Although it takes place in a vast, exotic galaxy full of high-tech starships, strange aliens, holodecks, and food replicators, "Star Trek" has often functioned best when it's straining against a budget. Not that plain green monochrome skies looked good, or that styrofoam rocks added texture and dimension to the drama, but the franchise's writers tended to find more interesting stories when limited to six starship sets and a handful of dedicated actors. When the show did want to visit an alien world, the studio typically bundled the cast and crew onto vans and drove to a natural preserve just outside of Los Angeles to shoot. Kirk (William Shatner) famously fought the Gorn captain (voiced by Ted Cassidy, physically performed by Bobby Clark, Gary Combs, and Bill Blackburn) at Vasquez Rocks. The planet from "The Paradise Syndrome" was merely the Franklin Canyon Reservoir. The locations are well-known to SoCal residents.

"Star Trek" continued this cost-saving measure throughout its lifespan. In the 1990s, the Starfleet Academy building was, in fact, the Donald C. Tillman Water Reclamation Facility, located in Van Nuys. The "Next Generation" episode "Justice" also made use of the facility, as well as the Huntington Library in Pasadena. Every alien world imaginable is never more than a 90-minute drive from Burbank. And, of course, "Star Trek" always made extensive use of the sets that had already been built on the CBS backlot; if aliens forced the Enterprise to visit a planet where everyone behaved like 1920s gangsters, it was straight to the fake streets built just outside the studio. 

The latest episode of "Star Trek: Strange New Worlds" continues that tradition by stating in dialogue that a distant Federation colony, Parnassus Beta, was coincidentally built to look almost exactly like the show's filming location in Ontario, Canada.

Parnassus Beta

"Hegemony" begins with Captain Batel (Melanie Scrofano) on a mission with Nurse Chapel (Jess Bush). They are checking in on Parnassus Beta and distributing supplies and vaccinations as they are needed. In a voiceover, Batel notes that the colony's founders "designed it on the 'Small Town' model, made to look like the Old Midwestern United States." 

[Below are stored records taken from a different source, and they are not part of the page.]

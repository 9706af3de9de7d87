//! Target state store, emission merge, and aggregation engine.
//!
//! This crate turns a stream of target emissions into per-target scores.
//! It performs no I/O: the caller owns the [`TargetState`], feeds it
//! emission batches, asks it for snapshots, and persists it however it
//! likes.
//!
//! # Architecture
//!
//! - [`store`] -- The [`TargetState`] shape, persisted-blob classification,
//!   and migration of stale blobs.
//! - [`merge`] -- Cancellation-then-merge of emission batches.
//! - [`aggregate`] -- Windowed scoring and cached-snapshot change detection.
//!
//! # Concurrency
//!
//! Everything is synchronous. Merging and updating aggregation take
//! `&mut TargetState`, so the borrow checker enforces the single-writer
//! discipline; [`compute_aggregate`] takes `&TargetState` and may run on
//! many readers at once.
//!
//! # Usage
//!
//! ```
//! use targets_state::{aggregate, store_emissions, TargetState};
//! use targets_types::{ContactId, Emission, FilterInterval, TargetDefinition, TargetKind};
//!
//! let mut state = TargetState::new(&[
//!     TargetDefinition::new("visits", TargetKind::Percent).with_goal(80),
//! ]);
//!
//! let contact = ContactId::new("chw-1");
//! let batch = [
//!     Emission::new("report-1~visits", "visits", "chw-1", true).with_date(1_000),
//!     Emission::new("report-2~visits", "visits", "chw-1", false).with_date(2_000),
//! ];
//! assert!(store_emissions(&mut state, Some(std::slice::from_ref(&contact)), &batch));
//!
//! let outcome = aggregate(&mut state, Some(FilterInterval::new(0, 5_000)), true);
//! let visits = outcome.aggregate.find("visits");
//! assert_eq!(visits.map(|t| t.value.percent), Some(Some(50)));
//! assert!(outcome.is_updated);
//! ```

pub mod aggregate;
pub mod error;
pub mod merge;
pub mod store;

// Re-export primary types at crate root.
pub use aggregate::{AggregateOutcome, aggregate, compute_aggregate, score_target};
pub use error::TargetStateError;
pub use merge::{
    CountingObserver, DropReason, MergeObserver, MergeStats, NoopObserver, store_emission_values,
    store_emission_values_observed, store_emissions, store_emissions_observed,
};
pub use store::{
    RequestorEntry, Requestors, StoredState, Target, TargetState, Targets, is_stale, migrate,
};
//! Replay binary for the target aggregation engine.
//!
//! Loads the persisted target state, applies a file of emission batches,
//! computes an aggregate snapshot over the configured window, prints the
//! snapshot as JSON on stdout, and writes the state back.
//!
//! # Startup Sequence
//!
//! 1. Load configuration from `targets-config.yaml` (or `TARGETS_CONFIG`)
//! 2. Initialize structured logging (tracing)
//! 3. Load and migrate the state file
//! 4. Apply emission batches
//! 5. Aggregate, print, and persist

mod config;
mod error;
mod replay;

use std::path::PathBuf;

use tracing::info;
use tracing_subscriber::EnvFilter;

use targets_state::aggregate;

use crate::config::ReplayConfig;
use crate::error::CliError;

/// Environment variable overriding the configuration file path.
const CONFIG_ENV: &str = "TARGETS_CONFIG";

/// Default configuration file, relative to the working directory.
const DEFAULT_CONFIG_PATH: &str = "targets-config.yaml";

fn main() -> Result<(), CliError> {
    // 1. Load configuration.
    let config = load_config()?;

    // 2. Initialize structured logging.
    tracing_subscriber::fmt()
        .with_env_filter(
            EnvFilter::try_from_default_env()
                .unwrap_or_else(|_| EnvFilter::new(&config.logging.level)),
        )
        .with_target(true)
        .with_writer(std::io::stderr)
        .init();

    info!(
        targets = config.targets.len(),
        state_path = %config.paths.state.display(),
        emissions_path = %config.paths.emissions.display(),
        "Configuration loaded"
    );

    // 3. Load the state.
    let mut state = replay::load_state(&config.paths.state, &config.targets)?;
    info!(
        targets = state.target_count(),
        requestor_entries = state.requestor_count(),
        "Target state loaded"
    );

    // 4. Apply emission batches.
    if config.paths.emissions.exists() {
        let batches = replay::load_batches(&config.paths.emissions)?;
        let report = replay::apply_batches(&mut state, &batches);
        info!(
            batches = report.batches,
            updated = report.updated,
            rejected = report.rejected,
            dropped = report.drops.total_dropped(),
            "Emission batches applied"
        );
    } else {
        info!("No emissions file, aggregating stored emissions only");
    }

    // 5. Aggregate, print, and persist.
    let outcome = aggregate(&mut state, config.interval, config.update_state);
    info!(
        targets = outcome.aggregate.targets.len(),
        is_updated = outcome.is_updated,
        "Aggregate computed"
    );
    println!("{}", serde_json::to_string_pretty(&outcome.aggregate)?);

    replay::save_state(&config.paths.state, &state)?;
    info!("targets-cli finished");

    Ok(())
}

/// Load the replay configuration, falling back to defaults when the file
/// does not exist.
fn load_config() -> Result<ReplayConfig, CliError> {
    let path = std::env::var_os(CONFIG_ENV)
        .map_or_else(|| PathBuf::from(DEFAULT_CONFIG_PATH), PathBuf::from);
    if path.exists() {
        Ok(ReplayConfig::from_file(&path)?)
    } else {
        Ok(ReplayConfig::default())
    }
}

This is, of course, a hand wave. "Star Trek" has never established that its colonies follow any kind of pre-set community models. Occasionally, the Enterprise might find a distant settlement that still lives an agrarian lifestyle or still behaves like it's late 19th-Century Ireland, but these seem to be framed as deliberate utopian experiments, bold community exercises employed by tech-wary idealists who want to get "back to the Earth." These aren't presented as pre-set civic templates for potential Federation worlds. Although one might amuse themselves imagining the brainstorming sessions of the community planners: "We need to build a new colony. Let's make this one look like, I dunno, Peoria in 1989. Use Peoria Template 361-F. Be sure to include a VHS rental store. Get them back to the Earth."

One might imagine that a "Small Town" model might be similar to the way the Amish live in the present day. They reject modernity and embrace tradition. That philosophy may also be applied to cost-saving as well.

But even the most stalwart Trekkies are likely amused enough by the show's cost-cutting measure to bother folding the logic of Parnassus Beta into "Trek" canon. More than anything, we all appreciate the subtle wink at the fact that an alien world looks almost exactly like a small town in Ontario where "Strange New Worlds" films. Sometimes, a show's cheapness can be part of its charm.